Oft wird einfach unbedacht zu promillehaltigen Getränken gegriffen. Deshalb ist es wichtig, ab und zu die eigenen Trinkgewohnheiten zu hinterfragen. Foto: AOK/Colourbox/hfr
Gesellschaftliche Verharmlosung und gravierende Gesundheitsrisiken werden unterschätzt
Die AOK NordWest meldet alarmierende Zahlen: Im Kreis Lippe gingen 5.448, in Bielefeld 7.142 Arbeitstage durch Alkoholprobleme AOK-Versicherter verloren. AOK-Serviceregionsleiter Matthias Wehmhöner warnt: „Regelmäßiger Alkoholkonsum ist ein wesentlicher Risikofaktor für chronische Krankheiten.“ Risiken und Suchtpotenzial werden oft unterschätzt; hohe Dunkelziffer vermutet.
Vorteile von Abstinenz und Alkoholschäden
Alkoholverzicht entlastet Körper/Seele: Es stärkt Herz-Kreislauf-System, entlastet Magen/Leber, verbessert Schlaf, Blutdruck, Konzentration, Körpergewicht. Krebsrisiko sinkt, Immunsystem wird gestärkt. Alkohol ist ein Zellgift, das alle Organe schädigt, besonders das Gehirn bis 25 Jahre. Wehmhöner: „Alkoholsucht ist eine zerstörerische Krankheit mit weitreichenden Auswirkungen auf Gesundheit, Psyche, soziale Beziehungen und Beruf.“ Alkoholkonsum erhöht Risiko für Krebserkrankungen, Herz-Kreislauf-Probleme, Lebererkrankungen. Riskante Mengen mindern Lebensqualität.

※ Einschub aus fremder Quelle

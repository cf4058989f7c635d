//! Encoding filter configuration.

use http::Method;

use super::parse::{env_bool, env_opt, env_or, env_parse};
use super::ConfigError;
use crate::charset::{self, CharsetHandle};

/// Default cap on parameters per request.
pub const DEFAULT_MAX_PARAMETER_COUNT: i64 = 10_000;

/// Default cap on form body size (2 MiB).
pub const DEFAULT_MAX_POST_SIZE: i64 = 2 * 1024 * 1024;

/// Encoding filter configuration loaded from environment.
#[derive(Clone, Debug)]
pub struct EncodingConfig {
    /// Charset for bodies, query strings and path correction.
    pub character_encoding: String,
    /// Append `charset=` to response Content-Type headers.
    pub response_encoding: bool,
    /// Maximum parameters per request (None = unlimited).
    pub max_parameter_count: Option<usize>,
    /// Maximum form body size in bytes (None = unlimited).
    pub max_post_size: Option<usize>,
    /// Methods whose urlencoded bodies are parsed.
    pub parse_body_methods: Vec<Method>,
    /// Last candidate for path correction.
    pub path_fallback_encoding: Option<CharsetHandle>,
    /// Re-decode host-parsed parameters instead of tokenizing raw bytes.
    pub reparse_host_parameters: bool,
}

impl Default for EncodingConfig {
    fn default() -> Self {
        Self {
            character_encoding: CharsetHandle::UTF_8.name().to_string(),
            response_encoding: false,
            max_parameter_count: non_negative(DEFAULT_MAX_PARAMETER_COUNT),
            max_post_size: positive(DEFAULT_MAX_POST_SIZE),
            parse_body_methods: vec![Method::POST],
            path_fallback_encoding: None,
            reparse_host_parameters: false,
        }
    }
}

impl EncodingConfig {
    /// Load configuration from environment variables.
    pub fn from_env() -> Result<Self, ConfigError> {
        let character_encoding = env_or("CHARACTER_ENCODING", CharsetHandle::UTF_8.name());
        if charset::lookup(Some(character_encoding.as_str())).is_none() {
            return Err(ConfigError::Invalid {
                key: "CHARACTER_ENCODING".into(),
                message: format!("unsupported charset '{}'", character_encoding),
            });
        }

        let path_fallback_encoding = match env_opt("PATH_FALLBACK_ENCODING") {
            Some(name) => Some(charset::lookup(Some(name.as_str())).ok_or_else(|| {
                ConfigError::Invalid {
                    key: "PATH_FALLBACK_ENCODING".into(),
                    message: format!("unsupported charset '{}'", name),
                }
            })?),
            None => None,
        };

        let methods = env_or("PARSE_BODY_METHODS", "POST");

        Ok(Self {
            character_encoding,
            response_encoding: env_bool("RESPONSE_ENCODING", false),
            max_parameter_count: non_negative(env_parse(
                "MAX_PARAMETER_COUNT",
                DEFAULT_MAX_PARAMETER_COUNT,
            )?),
            max_post_size: positive(env_parse("MAX_POST_SIZE", DEFAULT_MAX_POST_SIZE)?),
            parse_body_methods: parse_methods(&methods).map_err(|message| {
                ConfigError::Invalid {
                    key: "PARSE_BODY_METHODS".into(),
                    message,
                }
            })?,
            path_fallback_encoding,
            reparse_host_parameters: env_bool("REPARSE_HOST_PARAMETERS", false),
        })
    }

    /// Whether bodies of requests with `method` are parsed.
    pub fn parses_body_for(&self, method: &Method) -> bool {
        self.parse_body_methods.contains(method)
    }
}

/// Parse a comma-separated method list. TRACE is never allowed.
pub fn parse_methods(list: &str) -> Result<Vec<Method>, String> {
    let mut methods = Vec::new();
    for token in list.split(',').map(str::trim).filter(|t| !t.is_empty()) {
        let method = Method::from_bytes(token.to_ascii_uppercase().as_bytes())
            .map_err(|_| format!("invalid method '{}'", token))?;
        if method == Method::TRACE {
            return Err("TRACE bodies cannot be parsed".to_string());
        }
        if !methods.contains(&method) {
            methods.push(method);
        }
    }
    Ok(methods)
}

/// Negative means unlimited.
fn non_negative(value: i64) -> Option<usize> {
    usize::try_from(value).ok()
}

/// Zero or negative means unlimited.
fn positive(value: i64) -> Option<usize> {
    usize::try_from(value).ok().filter(|&v| v > 0)
}

#[cfg(test)]
mod tests {
    use super::*;

    #[test]
    fn test_defaults() {
        let config = EncodingConfig::default();
        assert_eq!(config.character_encoding, "UTF-8");
        assert_eq!(config.max_parameter_count, Some(10_000));
        assert_eq!(config.max_post_size, Some(2 * 1024 * 1024));
        assert!(config.parses_body_for(&Method::POST));
        assert!(!config.parses_body_for(&Method::PUT));
        assert!(!config.response_encoding);
    }

    #[test]
    fn test_parse_methods() {
        assert_eq!(
            parse_methods("post, put,POST").unwrap(),
            vec![Method::POST, Method::PUT]
        );
        assert!(parse_methods("").unwrap().is_empty());
        assert!(parse_methods("POST,TRACE").is_err());
        assert!(parse_methods("P O S T").is_err());
    }

    #[test]
    fn test_limits() {
        assert_eq!(non_negative(-1), None);
        assert_eq!(non_negative(0), Some(0));
        assert_eq!(positive(0), None);
        assert_eq!(positive(-5), None);
        assert_eq!(positive(512), Some(512));
    }
}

Empfehlungen: Keine risikofreie Menge
Das Problem wird unterschätzt, da Alkohol leicht verfügbar und gesellschaftlich akzeptiert ist. Die Deutsche Hauptstelle für Suchtfragen (DHS) empfiehlt: Es gibt keine risikofreie Alkoholmenge. Hohe Mengen sind zu meiden. Die Deutsche Gesellschaft für Ernährung (DGE) stuft geringe wöchentliche Mengen als „risikoarm“ ein. Für Kinder, Jugendliche, Schwangere, Stillende ist vollständige Abstinenz zwingend.
Häufig gestellte Fragen
Welche Regionen und wie viele Arbeitstage sind von alkoholbedingten Fehltagen betroffen?
Laut AOK NordWest gingen im Kreis Lippe 5.448 und in Bielefeld 7.142 Arbeitstage AOK-Versicherter durch Alkoholprobleme verloren.
Welche gesundheitlichen Risiken sind mit Alkoholkonsum verbunden?
Regelmäßiger Alkoholkonsum ist laut AOK-Serviceregionsleiter Matthias Wehmhöner ein wesentlicher Risikofaktor für chronische Krankheiten. Alkohol ist ein Zellgift, das alle Organe schädigt, erhöht das Risiko für Krebserkrankungen, Herz-Kreislauf-Probleme und Lebererkrankungen und kann das Gehirn besonders bis zum Alter von 25 Jahren schädigen.
Gibt es eine risikofreie Menge Alkohol?
Die Deutsche Hauptstelle für Suchtfragen (DHS) empfiehlt, dass es keine risikofreie Alkoholmenge gibt und hohe Mengen zu meiden sind. Für Kinder, Jugendliche, Schwangere und Stillende ist vollständige Abstinenz zwingend.